Even though numerous studies have found a positive impact of diversity on ecosystem functioning (Tilman 1997, Hooper et al. 2005, Proulx et al. 2010), research results are not always consistent (e.g. Stachowicz et al. 2007). A possible cause could be related to how the identity and the dominance structure, or evenness (Grman et al. 2010), may alter how the richness affects processes and functions within a species-rich community relative to a species-poor community (Stachowicz et al. 2007). It has been argued that changes in the dominance structure (evenness) may arise prior to biodiversity loss with consequences on ecosystem functions (Hillebrand et al. 2008), including facilitation, which is a key mechanism positively influencing ecosystem efficiency through enhanced diversity (Bruno and Bertness 2001, Stachowicz 2001, Cardinale et al. 2002). Facilitation is provided by, among others, habitat-forming species (or ecosystem engineers sensu Jones et al. 1994) that create or modify habitat. Habitat-forming species (hereafter HFS) have positive impacts on species richness and abundance, play a major role in organizing community structure, and have an important function in determining community productivity (Hector et al. 1999, Jenkins et al. 1999).
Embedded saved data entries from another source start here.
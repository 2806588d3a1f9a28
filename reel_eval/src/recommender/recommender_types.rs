use polars::prelude::*;
use thiserror::Error;

#[derive(Debug, Error)]
pub enum RecommenderError {
    #[error("Polars: {0}")]
    Polars(#[from] PolarsError),
}

// CONS split mining options from inference options
#[derive(Clone, Debug, PartialEq)]
pub struct AssociationOptions {
    /// Ratings at or above this put a movie in the user's basket
    pub min_rating: f64,
    /// Fraction of baskets an itemset must appear in to be mined.
    /// Lowering this finds more rules but mining time grows quickly
    pub min_support: f64,
    /// Rules with a lift below this are discarded
    pub min_threshold: f64,
    /// Ratings at or above this make a movie one of the user's recent favourites
    pub recent_rating: f64,
    /// Number of recent favourites whose rules are followed
    pub recent_items: usize,
    /// Length of each recommendation list
    pub recommend_items: usize,
}

impl AssociationOptions {
    /// Create an options instance with the default options
    pub const fn new() -> AssociationOptions {
        AssociationOptions {
            min_rating: 4.0,
            min_support: 0.1,
            min_threshold: 0.1,
            recent_rating: 4.0,
            recent_items: 5,
            recommend_items: 10,
        }
    }

    pub fn with_min_rating(mut self, new_min_rating: f64) -> AssociationOptions {
        self.min_rating = new_min_rating;
        self
    }

    pub fn with_min_support(mut self, new_min_support: f64) -> AssociationOptions {
        self.min_support = new_min_support;
        self
    }

    pub fn with_min_threshold(mut self, new_min_threshold: f64) -> AssociationOptions {
        self.min_threshold = new_min_threshold;
        self
    }

    pub fn with_recent_rating(mut self, new_recent_rating: f64) -> AssociationOptions {
        self.recent_rating = new_recent_rating;
        self
    }

    pub fn with_recent_items(mut self, new_recent_items: usize) -> AssociationOptions {
        self.recent_items = new_recent_items;
        self
    }

    pub fn with_recommend_items(mut self, new_recommend_items: usize) -> AssociationOptions {
        self.recommend_items = new_recommend_items;
        self
    }
}

impl Default for AssociationOptions {
    fn default() -> Self {
        Self::new()
    }
}

#[derive(Clone, Debug, PartialEq)]
pub struct PopularityOptions {
    /// Minimum number of train ratings for a movie to be recommended.
    /// Setting this low lets obscure movies with a few perfect ratings dominate the lists
    pub minimum_num_rating: u64,
    /// Length of each recommendation list
    pub recommend_items: usize,
}

impl PopularityOptions {
    /// Create an options instance with the default options
    pub const fn new() -> PopularityOptions {
        PopularityOptions {
            minimum_num_rating: 200,
            recommend_items: 10,
        }
    }

    pub fn with_minimum_num_rating(mut self, new_minimum_num_rating: u64) -> PopularityOptions {
        self.minimum_num_rating = new_minimum_num_rating;
        self
    }

    pub fn with_recommend_items(mut self, new_recommend_items: usize) -> PopularityOptions {
        self.recommend_items = new_recommend_items;
        self
    }
}

impl Default for PopularityOptions {
    fn default() -> Self {
        Self::new()
    }
}

#[derive(Clone, Debug, PartialEq)]
pub struct RandomOptions {
    /// Seed for the generator created at the start of every run
    pub seed: u64,
    /// Length of each recommendation list
    pub recommend_items: usize,
}

impl RandomOptions {
    /// Create an options instance with the default options
    pub const fn new() -> RandomOptions {
        RandomOptions {
            seed: 0,
            recommend_items: 10,
        }
    }

    pub fn with_seed(mut self, new_seed: u64) -> RandomOptions {
        self.seed = new_seed;
        self
    }

    pub fn with_recommend_items(mut self, new_recommend_items: usize) -> RandomOptions {
        self.recommend_items = new_recommend_items;
        self
    }
}

impl Default for RandomOptions {
    fn default() -> Self {
        Self::new()
    }
}
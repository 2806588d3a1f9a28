use const_format::formatcp;

pub mod reel_core;

pub use reel_core::{Dataset, Metrics, Movie, RecommendResult, Rating};

// Directory where the MovieLens files can be found
pub const DATA_DIR: &str = "./data/ml-10M100K";

// Raw files making up the dataset
const MOVIES_FILE: &str = formatcp!("{}/movies.dat", DATA_DIR);
const TAGS_FILE: &str = formatcp!("{}/tags.dat", DATA_DIR);
const RATINGS_FILE: &str = formatcp!("{}/ratings.dat", DATA_DIR);

/// Locations of the raw dataset files
#[derive(Clone, Debug, PartialEq)]
pub struct DataFiles {
    pub movies_file: String,
    pub tags_file: String,
    pub ratings_file: String,
}

impl DataFiles {
    pub fn new() -> Self {
        DataFiles {
            movies_file: String::from(MOVIES_FILE),
            tags_file: String::from(TAGS_FILE),
            ratings_file: String::from(RATINGS_FILE),
        }
    }

    /// Points every file at the same directory, keeping the standard file names
    pub fn with_data_dir(data_dir: &str) -> Self {
        let data_dir = data_dir.trim_end_matches('/');
        DataFiles {
            movies_file: format!("{}/movies.dat", data_dir),
            tags_file: format!("{}/tags.dat", data_dir),
            ratings_file: format!("{}/ratings.dat", data_dir),
        }
    }
}

impl Default for DataFiles {
    fn default() -> Self {
        Self::new()
    }
}
use polars::{
    datatypes::{PlHashMap, PlHashSet},
    prelude::*,
};
use serde::{Deserialize, Serialize};
use std::fmt;

// The types used to represent the ratings dataset and what is computed from it

/// A single rating given by a user to a movie
#[derive(Clone, Copy, Debug, PartialEq, Serialize, Deserialize)]
pub struct Rating {
    pub user_id: u64,
    pub movie_id: u64,
    /// Star rating, 0.5 to 5.0 in half steps for MovieLens
    pub rating: f64,
    /// Seconds since the unix epoch
    pub timestamp: i64,
}

/// Reference information about a movie
#[derive(Clone, Debug, PartialEq, Serialize, Deserialize)]
pub struct Movie {
    pub movie_id: u64,
    /// The title, user-facing
    pub title: String,
    /// Genre tags in the order the dataset lists them
    pub genres: Vec<String>,
    /// Lower-cased free text tags contributed by users
    pub tags: Vec<String>,
}

/// An immutable snapshot of the ratings, already split into train and test
#[derive(Clone, Debug, Default)]
pub struct Dataset {
    /// Ratings the recommenders are allowed to learn from
    pub train: Vec<Rating>,
    /// Each user's most recent ratings, held out for scoring
    pub test: Vec<Rating>,
    /// Movies in the test partition each user liked, keyed by user id
    pub test_user2items: PlHashMap<u64, Vec<u64>>,
    /// Movie metadata, joined to ratings by movie id
    pub item_content: Vec<Movie>,
}

impl Dataset {
    pub fn new(
        train: Vec<Rating>,
        test: Vec<Rating>,
        test_user2items: PlHashMap<u64, Vec<u64>>,
        item_content: Vec<Movie>,
    ) -> Dataset {
        Dataset {
            train,
            test,
            test_user2items,
            item_content,
        }
    }

    /// Every user with at least one train rating, ascending
    pub fn train_user_ids(&self) -> Vec<u64> {
        sorted_unique(self.train.iter().map(|rating| rating.user_id))
    }

    /// Every movie with at least one train rating, ascending
    pub fn train_movie_ids(&self) -> Vec<u64> {
        sorted_unique(self.train.iter().map(|rating| rating.movie_id))
    }

    /// Maps each train user to the set of movies they rated, whatever the rating
    pub fn rated_user2items(&self) -> PlHashMap<u64, PlHashSet<u64>> {
        let mut rated: PlHashMap<u64, PlHashSet<u64>> = PlHashMap::new();
        for rating in &self.train {
            rated
                .entry(rating.user_id)
                .or_default()
                .insert(rating.movie_id);
        }
        rated
    }

    /// The true rating of every test row, in row order
    pub fn test_ratings(&self) -> Vec<f64> {
        self.test.iter().map(|rating| rating.rating).collect()
    }

    /// The train partition as a frame with `user_id`, `movie_id`, `rating` and `timestamp`
    pub fn train_frame(&self) -> PolarsResult<DataFrame> {
        ratings_frame(&self.train)
    }
}

/// What a recommender hands back for one dataset
#[derive(Clone, Debug)]
pub struct RecommendResult {
    /// Predicted ratings with `user_id`, `movie_id` and `pred_rating`, row-aligned with the test
    /// partition it was made for
    pub rating: DataFrame,
    /// Ordered recommendations, keyed by user id
    pub user2items: PlHashMap<u64, Vec<u64>>,
}

impl RecommendResult {
    /// Builds the result from one prediction per test row
    pub fn new(
        test: &[Rating],
        pred_ratings: Vec<f64>,
        user2items: PlHashMap<u64, Vec<u64>>,
    ) -> PolarsResult<RecommendResult> {
        // Frame creation fails on mismatched lengths
        let user_ids: Vec<u64> = test.iter().map(|rating| rating.user_id).collect();
        let movie_ids: Vec<u64> = test.iter().map(|rating| rating.movie_id).collect();

        let rating = DataFrame::new(vec![
            Series::new("user_id", user_ids),
            Series::new("movie_id", movie_ids),
            Series::new("pred_rating", pred_ratings),
        ])?;

        Ok(RecommendResult { rating, user2items })
    }

    /// The predicted rating column, in test row order
    pub fn pred_ratings(&self) -> PolarsResult<Vec<f64>> {
        Ok(self
            .rating
            .column("pred_rating")?
            .f64()?
            .into_no_null_iter()
            .collect())
    }

    /// Recommendations for a user. Users without any are given an empty list
    pub fn items_for(&self, user_id: u64) -> &[u64] {
        match self.user2items.get(&user_id) {
            Some(items) => items.as_slice(),
            None => &[],
        }
    }
}

/// Scores for a single evaluation run
#[derive(Clone, Copy, Debug, PartialEq, Serialize)]
pub struct Metrics {
    pub rmse: f64,
    pub precision_at_k: f64,
    pub recall_at_k: f64,
}

impl fmt::Display for Metrics {
    fn fmt(&self, f: &mut fmt::Formatter<'_>) -> fmt::Result {
        write!(
            f,
            "RMSE: {:.4}, Precision@K: {:.4}, Recall@K: {:.4}",
            self.rmse, self.precision_at_k, self.recall_at_k
        )
    }
}

fn ratings_frame(ratings: &[Rating]) -> PolarsResult<DataFrame> {
    let mut user_ids = Vec::with_capacity(ratings.len());
    let mut movie_ids = Vec::with_capacity(ratings.len());
    let mut values = Vec::with_capacity(ratings.len());
    let mut timestamps = Vec::with_capacity(ratings.len());

    for rating in ratings {
        user_ids.push(rating.user_id);
        movie_ids.push(rating.movie_id);
        values.push(rating.rating);
        timestamps.push(rating.timestamp);
    }

    DataFrame::new(vec![
        Series::new("user_id", user_ids),
        Series::new("movie_id", movie_ids),
        Series::new("rating", values),
        Series::new("timestamp", timestamps),
    ])
}

fn sorted_unique(ids: impl Iterator<Item = u64>) -> Vec<u64> {
    let mut ids: Vec<u64> = ids.collect::<PlHashSet<u64>>().into_iter().collect();
    ids.sort_unstable();
    ids
}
In the marine intertidal zone, seaweeds (Benedetti-Cecchi et al. 2001, Crowe et al. 2013) and mussels (Commito et al. 2008) fulfill the role of HFS by increasing the complexity of these habitats (Gee and Warwick 1994). Macroalgae offer protection against physical stresses, such as waves and air exposure (Connell 1961, Scrosati et al. 2011, Valdivia et al. 2012). They also provide a suitable environment for organisms by offering shelter and protection from predation (Bruno and Bertness 2001) and desiccation (Bertness et al. 1999), as well as serving as a food source (Dayton 1975, Bruno et al. 2003). Mussel beds enhance diversity by creating a more heterogeneous substrate providing additional refuges for species to colonise (Commito and Rusignuolo 2000). Mussels also reduce wave swept impacts (hydrodynamic facilitation) allowing other species to colonize the bedrock (Enderlein and Wahl 2004).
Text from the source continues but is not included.